In the material below, how many lines include the word "stayed"? Write only the number.
***** INPUT FOR THIS TASK *****
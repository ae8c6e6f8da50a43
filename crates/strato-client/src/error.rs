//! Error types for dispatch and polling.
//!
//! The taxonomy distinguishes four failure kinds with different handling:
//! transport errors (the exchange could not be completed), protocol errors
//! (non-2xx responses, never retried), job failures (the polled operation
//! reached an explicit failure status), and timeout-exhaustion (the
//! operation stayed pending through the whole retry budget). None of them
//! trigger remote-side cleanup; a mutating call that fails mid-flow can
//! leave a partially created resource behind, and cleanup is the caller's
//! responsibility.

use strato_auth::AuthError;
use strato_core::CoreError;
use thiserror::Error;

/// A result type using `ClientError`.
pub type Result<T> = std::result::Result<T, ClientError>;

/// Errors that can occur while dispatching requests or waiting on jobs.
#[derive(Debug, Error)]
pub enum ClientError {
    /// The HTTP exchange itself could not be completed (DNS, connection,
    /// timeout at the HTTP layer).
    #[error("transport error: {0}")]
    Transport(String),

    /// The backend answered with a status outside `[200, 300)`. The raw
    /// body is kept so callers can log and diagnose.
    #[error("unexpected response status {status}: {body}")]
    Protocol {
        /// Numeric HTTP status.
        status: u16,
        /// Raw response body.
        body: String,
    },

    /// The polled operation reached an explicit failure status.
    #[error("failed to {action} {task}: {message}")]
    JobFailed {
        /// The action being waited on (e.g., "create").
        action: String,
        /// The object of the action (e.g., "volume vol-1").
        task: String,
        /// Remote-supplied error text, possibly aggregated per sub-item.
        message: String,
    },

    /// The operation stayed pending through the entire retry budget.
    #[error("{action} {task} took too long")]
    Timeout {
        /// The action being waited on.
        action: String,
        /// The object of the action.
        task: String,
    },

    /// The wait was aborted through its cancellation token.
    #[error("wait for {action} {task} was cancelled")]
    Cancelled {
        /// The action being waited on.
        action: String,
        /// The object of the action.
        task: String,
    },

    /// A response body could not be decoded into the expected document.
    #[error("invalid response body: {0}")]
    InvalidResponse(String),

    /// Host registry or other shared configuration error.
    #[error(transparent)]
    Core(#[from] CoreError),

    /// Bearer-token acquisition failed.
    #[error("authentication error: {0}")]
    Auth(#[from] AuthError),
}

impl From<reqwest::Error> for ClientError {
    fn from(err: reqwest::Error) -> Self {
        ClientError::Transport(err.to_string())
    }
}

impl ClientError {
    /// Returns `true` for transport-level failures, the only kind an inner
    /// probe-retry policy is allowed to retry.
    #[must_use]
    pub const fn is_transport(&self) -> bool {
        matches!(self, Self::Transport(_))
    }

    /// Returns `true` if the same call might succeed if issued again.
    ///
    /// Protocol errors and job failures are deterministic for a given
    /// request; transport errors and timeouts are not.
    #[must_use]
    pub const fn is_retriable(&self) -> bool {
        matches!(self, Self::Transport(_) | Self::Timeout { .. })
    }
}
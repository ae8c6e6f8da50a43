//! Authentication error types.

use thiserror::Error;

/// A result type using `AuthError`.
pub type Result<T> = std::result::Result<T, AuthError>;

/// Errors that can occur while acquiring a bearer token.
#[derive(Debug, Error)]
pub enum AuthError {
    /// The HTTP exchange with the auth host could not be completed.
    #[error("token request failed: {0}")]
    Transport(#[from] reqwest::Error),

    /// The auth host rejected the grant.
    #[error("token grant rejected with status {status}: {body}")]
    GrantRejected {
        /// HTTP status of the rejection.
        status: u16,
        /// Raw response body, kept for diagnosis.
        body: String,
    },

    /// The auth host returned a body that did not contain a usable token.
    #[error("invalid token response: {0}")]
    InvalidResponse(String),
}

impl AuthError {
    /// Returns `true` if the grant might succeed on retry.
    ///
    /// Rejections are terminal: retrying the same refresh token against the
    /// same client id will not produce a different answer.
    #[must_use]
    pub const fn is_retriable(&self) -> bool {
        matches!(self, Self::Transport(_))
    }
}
*****
> REPLY: 2